» YOUR INSTRUCTIONS:
In the listing, find every line that has the string "nearest" and copy it.
Segment Open
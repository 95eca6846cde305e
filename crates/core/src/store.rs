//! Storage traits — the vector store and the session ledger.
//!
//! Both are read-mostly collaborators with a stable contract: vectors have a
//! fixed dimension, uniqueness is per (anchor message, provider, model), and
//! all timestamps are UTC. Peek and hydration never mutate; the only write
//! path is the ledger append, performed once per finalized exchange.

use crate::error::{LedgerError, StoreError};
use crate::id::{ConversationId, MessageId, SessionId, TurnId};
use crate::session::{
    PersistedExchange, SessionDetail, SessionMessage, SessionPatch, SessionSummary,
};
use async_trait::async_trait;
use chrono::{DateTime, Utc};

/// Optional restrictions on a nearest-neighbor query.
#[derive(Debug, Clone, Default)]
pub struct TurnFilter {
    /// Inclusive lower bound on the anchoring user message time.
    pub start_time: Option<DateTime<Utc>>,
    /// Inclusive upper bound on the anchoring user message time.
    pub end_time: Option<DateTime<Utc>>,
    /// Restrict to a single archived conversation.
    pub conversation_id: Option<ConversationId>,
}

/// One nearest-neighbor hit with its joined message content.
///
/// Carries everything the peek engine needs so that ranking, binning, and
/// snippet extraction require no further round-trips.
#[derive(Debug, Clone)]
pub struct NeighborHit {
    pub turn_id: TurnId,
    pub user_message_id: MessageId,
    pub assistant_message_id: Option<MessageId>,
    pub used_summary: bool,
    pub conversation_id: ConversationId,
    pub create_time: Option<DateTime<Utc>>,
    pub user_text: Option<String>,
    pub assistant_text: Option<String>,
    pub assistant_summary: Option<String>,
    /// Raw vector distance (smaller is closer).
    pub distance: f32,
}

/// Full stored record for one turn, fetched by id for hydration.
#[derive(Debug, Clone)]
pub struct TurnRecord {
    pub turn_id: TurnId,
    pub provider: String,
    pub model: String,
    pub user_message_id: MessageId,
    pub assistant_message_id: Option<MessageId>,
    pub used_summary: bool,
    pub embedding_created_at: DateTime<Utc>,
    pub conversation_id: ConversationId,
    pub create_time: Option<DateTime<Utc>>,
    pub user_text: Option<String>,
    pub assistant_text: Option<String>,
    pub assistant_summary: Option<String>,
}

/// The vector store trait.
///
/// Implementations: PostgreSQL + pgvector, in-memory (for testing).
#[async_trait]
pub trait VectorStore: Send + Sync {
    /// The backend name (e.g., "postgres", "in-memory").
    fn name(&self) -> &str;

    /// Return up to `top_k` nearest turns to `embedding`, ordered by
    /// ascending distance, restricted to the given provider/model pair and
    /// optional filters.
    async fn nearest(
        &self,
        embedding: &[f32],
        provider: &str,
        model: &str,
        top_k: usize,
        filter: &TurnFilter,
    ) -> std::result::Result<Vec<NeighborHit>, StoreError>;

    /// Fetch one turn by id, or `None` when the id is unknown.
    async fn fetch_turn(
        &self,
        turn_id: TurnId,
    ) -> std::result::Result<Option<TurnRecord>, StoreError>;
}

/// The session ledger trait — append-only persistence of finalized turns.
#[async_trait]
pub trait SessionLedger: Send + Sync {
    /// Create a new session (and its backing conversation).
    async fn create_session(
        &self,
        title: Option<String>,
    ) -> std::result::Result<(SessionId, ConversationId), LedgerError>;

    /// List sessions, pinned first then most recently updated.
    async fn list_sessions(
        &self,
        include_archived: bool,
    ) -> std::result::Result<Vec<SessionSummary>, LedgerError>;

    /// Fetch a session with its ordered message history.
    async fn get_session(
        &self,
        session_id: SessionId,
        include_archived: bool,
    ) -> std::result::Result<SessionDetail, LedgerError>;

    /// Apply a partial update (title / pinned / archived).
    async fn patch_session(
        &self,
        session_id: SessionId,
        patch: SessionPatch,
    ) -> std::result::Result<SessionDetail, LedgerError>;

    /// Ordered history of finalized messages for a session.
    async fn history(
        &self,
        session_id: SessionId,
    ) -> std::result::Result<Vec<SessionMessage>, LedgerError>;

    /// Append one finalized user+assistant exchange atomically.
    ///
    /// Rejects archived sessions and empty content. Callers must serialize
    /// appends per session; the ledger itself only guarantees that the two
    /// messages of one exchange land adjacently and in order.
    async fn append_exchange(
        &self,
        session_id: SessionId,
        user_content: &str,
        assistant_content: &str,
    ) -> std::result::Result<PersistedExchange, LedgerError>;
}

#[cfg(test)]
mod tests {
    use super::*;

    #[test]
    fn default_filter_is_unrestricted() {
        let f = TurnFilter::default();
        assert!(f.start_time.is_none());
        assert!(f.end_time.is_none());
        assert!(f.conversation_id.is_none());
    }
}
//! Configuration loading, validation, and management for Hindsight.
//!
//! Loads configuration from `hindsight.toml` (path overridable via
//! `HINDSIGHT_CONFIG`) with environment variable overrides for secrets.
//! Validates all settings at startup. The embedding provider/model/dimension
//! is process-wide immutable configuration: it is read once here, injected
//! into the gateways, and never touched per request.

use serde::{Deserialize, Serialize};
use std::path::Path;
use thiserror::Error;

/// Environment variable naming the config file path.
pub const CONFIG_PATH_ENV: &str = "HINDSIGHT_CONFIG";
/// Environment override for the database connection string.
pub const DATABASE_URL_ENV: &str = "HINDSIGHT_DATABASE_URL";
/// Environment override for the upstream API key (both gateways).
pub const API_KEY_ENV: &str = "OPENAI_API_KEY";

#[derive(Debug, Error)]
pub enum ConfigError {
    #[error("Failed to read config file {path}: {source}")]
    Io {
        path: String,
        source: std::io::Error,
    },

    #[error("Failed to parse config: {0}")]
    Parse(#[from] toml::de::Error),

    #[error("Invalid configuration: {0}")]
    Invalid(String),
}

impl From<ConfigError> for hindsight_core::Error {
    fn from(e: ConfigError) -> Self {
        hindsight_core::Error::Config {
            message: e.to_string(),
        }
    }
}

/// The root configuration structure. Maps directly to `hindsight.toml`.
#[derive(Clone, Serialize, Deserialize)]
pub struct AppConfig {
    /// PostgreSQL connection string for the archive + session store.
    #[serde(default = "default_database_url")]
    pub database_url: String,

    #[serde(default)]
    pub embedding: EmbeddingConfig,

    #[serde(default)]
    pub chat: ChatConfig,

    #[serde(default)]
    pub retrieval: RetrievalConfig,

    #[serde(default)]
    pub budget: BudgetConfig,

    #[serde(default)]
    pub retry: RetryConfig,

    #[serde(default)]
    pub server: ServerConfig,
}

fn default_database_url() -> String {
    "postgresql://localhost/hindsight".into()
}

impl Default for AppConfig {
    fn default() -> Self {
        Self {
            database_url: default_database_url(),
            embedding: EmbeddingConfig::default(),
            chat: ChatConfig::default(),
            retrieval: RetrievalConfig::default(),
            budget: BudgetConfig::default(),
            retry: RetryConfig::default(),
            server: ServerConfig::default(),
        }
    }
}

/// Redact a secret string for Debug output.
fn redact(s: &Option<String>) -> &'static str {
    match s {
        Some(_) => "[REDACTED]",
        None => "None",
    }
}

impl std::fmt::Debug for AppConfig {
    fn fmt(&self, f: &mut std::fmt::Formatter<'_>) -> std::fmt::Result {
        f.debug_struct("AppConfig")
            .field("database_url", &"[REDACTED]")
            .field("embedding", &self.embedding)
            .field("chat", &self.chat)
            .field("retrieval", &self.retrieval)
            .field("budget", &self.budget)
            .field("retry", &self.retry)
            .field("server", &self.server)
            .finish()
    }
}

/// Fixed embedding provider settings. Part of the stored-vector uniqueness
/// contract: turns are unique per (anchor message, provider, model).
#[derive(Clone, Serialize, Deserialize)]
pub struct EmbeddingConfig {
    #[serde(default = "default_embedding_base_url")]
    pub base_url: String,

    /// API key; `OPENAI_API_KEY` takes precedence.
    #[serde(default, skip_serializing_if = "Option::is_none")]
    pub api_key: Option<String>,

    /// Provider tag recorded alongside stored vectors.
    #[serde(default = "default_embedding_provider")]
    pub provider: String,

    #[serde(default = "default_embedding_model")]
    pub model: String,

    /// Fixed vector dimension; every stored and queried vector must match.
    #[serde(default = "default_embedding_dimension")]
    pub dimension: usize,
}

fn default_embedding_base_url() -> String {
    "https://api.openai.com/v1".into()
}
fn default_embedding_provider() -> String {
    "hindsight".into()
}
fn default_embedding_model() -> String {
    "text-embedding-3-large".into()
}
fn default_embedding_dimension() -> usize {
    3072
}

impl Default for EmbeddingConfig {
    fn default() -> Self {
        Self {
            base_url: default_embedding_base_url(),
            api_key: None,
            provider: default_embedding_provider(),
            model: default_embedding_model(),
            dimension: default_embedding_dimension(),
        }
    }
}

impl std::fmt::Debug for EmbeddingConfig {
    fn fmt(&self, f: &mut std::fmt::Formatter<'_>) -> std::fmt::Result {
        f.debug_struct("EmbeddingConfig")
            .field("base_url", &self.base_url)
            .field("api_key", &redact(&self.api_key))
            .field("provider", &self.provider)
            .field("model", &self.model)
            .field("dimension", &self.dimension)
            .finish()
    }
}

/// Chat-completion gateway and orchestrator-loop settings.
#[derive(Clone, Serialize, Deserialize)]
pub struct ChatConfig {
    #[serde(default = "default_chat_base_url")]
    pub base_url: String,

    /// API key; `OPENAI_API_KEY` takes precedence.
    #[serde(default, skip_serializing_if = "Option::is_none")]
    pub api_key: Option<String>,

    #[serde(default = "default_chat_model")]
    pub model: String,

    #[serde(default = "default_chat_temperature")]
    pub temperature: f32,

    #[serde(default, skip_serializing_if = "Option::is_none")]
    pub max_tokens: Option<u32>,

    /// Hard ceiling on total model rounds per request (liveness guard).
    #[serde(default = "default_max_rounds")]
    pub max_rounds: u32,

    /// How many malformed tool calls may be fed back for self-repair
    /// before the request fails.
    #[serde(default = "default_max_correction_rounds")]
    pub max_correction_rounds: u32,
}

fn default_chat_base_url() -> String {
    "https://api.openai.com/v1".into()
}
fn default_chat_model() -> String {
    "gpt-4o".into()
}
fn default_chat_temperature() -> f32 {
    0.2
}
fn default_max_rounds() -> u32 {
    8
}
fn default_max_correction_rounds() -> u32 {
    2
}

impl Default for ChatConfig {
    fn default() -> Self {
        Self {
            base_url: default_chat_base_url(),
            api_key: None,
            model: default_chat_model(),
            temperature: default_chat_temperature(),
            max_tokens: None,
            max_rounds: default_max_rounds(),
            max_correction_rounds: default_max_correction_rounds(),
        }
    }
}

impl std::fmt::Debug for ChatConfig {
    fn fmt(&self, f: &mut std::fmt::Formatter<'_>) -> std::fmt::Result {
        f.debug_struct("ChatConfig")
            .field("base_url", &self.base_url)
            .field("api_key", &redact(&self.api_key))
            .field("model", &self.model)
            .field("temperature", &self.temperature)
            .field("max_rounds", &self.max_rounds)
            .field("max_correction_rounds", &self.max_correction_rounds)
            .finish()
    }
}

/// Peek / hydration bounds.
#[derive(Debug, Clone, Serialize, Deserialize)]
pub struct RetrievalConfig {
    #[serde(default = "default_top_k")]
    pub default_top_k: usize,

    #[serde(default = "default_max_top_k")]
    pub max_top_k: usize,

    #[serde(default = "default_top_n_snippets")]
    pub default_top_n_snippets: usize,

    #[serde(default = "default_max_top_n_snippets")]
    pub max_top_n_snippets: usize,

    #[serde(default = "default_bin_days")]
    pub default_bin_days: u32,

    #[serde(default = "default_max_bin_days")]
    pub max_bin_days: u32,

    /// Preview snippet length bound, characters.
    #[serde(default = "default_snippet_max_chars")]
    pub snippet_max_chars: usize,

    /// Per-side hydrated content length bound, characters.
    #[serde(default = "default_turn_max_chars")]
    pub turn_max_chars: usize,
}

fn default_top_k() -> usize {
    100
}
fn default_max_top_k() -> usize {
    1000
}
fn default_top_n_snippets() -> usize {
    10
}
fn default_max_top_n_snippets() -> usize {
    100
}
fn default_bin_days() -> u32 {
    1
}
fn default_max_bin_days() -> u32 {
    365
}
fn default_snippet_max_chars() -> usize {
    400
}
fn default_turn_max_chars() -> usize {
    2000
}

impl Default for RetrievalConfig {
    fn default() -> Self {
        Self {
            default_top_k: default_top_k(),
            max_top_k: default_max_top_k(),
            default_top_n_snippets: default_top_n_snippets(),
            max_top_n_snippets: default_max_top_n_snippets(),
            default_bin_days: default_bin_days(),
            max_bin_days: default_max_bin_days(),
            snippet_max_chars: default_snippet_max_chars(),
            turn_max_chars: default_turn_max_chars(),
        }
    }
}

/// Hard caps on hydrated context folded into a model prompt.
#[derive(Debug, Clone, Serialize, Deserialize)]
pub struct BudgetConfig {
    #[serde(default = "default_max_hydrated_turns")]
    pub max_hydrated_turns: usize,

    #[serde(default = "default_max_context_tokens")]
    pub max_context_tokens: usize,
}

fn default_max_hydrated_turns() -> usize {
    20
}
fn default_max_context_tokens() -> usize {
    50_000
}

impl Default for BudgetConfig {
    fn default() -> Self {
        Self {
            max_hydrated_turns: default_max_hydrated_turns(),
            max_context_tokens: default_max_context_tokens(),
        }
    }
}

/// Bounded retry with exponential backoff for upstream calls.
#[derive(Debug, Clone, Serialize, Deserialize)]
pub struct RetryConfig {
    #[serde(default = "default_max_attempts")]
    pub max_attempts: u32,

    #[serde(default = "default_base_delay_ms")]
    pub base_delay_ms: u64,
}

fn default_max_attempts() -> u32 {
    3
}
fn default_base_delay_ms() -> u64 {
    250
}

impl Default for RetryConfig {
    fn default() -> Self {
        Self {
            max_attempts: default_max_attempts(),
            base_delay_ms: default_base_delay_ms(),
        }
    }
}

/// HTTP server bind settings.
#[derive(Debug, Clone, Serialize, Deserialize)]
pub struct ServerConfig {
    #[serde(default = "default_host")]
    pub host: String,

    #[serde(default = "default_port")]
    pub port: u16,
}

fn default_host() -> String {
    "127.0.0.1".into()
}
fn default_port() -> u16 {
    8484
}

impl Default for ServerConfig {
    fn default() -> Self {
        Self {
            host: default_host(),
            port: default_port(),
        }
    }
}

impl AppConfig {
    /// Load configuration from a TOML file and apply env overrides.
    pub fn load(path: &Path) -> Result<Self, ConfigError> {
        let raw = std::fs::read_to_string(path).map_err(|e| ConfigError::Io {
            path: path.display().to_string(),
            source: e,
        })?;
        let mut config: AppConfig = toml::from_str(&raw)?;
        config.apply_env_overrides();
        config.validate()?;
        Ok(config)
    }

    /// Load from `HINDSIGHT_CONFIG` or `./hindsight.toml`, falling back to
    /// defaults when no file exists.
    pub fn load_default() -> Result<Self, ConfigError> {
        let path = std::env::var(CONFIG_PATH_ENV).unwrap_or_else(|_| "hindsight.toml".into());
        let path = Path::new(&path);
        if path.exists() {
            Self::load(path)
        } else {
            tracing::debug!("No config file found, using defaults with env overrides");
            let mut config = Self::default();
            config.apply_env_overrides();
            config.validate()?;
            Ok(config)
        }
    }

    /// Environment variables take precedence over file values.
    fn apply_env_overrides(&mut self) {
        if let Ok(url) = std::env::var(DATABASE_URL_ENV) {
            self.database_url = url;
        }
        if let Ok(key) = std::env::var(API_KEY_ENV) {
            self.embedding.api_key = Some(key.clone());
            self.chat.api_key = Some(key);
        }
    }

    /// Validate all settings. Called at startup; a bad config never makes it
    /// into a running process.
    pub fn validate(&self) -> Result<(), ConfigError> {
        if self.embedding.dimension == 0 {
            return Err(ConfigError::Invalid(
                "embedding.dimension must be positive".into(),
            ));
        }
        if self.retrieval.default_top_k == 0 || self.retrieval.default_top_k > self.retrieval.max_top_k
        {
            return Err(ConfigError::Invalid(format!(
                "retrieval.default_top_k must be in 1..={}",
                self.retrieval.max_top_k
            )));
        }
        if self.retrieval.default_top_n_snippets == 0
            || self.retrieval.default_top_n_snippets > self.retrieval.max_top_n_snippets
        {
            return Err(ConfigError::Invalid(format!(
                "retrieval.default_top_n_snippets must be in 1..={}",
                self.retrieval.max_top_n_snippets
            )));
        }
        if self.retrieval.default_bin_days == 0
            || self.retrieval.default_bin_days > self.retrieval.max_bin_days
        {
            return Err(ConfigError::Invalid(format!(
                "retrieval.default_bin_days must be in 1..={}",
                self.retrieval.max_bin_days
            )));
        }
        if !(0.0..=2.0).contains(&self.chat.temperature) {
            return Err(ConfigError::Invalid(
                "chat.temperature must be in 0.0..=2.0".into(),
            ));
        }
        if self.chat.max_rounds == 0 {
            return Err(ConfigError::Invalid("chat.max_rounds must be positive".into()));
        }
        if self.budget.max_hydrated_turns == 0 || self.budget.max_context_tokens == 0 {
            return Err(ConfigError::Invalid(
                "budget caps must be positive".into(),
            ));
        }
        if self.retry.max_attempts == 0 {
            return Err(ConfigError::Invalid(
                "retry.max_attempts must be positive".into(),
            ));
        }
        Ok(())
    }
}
Segment Closed
» RESPONSE FOR THIS EXERCISE:
/// Optional restrictions on a nearest-neighbor query.
/// One nearest-neighbor hit with its joined message content.
    /// Return up to `top_k` nearest turns to `embedding`, ordered by
    async fn nearest(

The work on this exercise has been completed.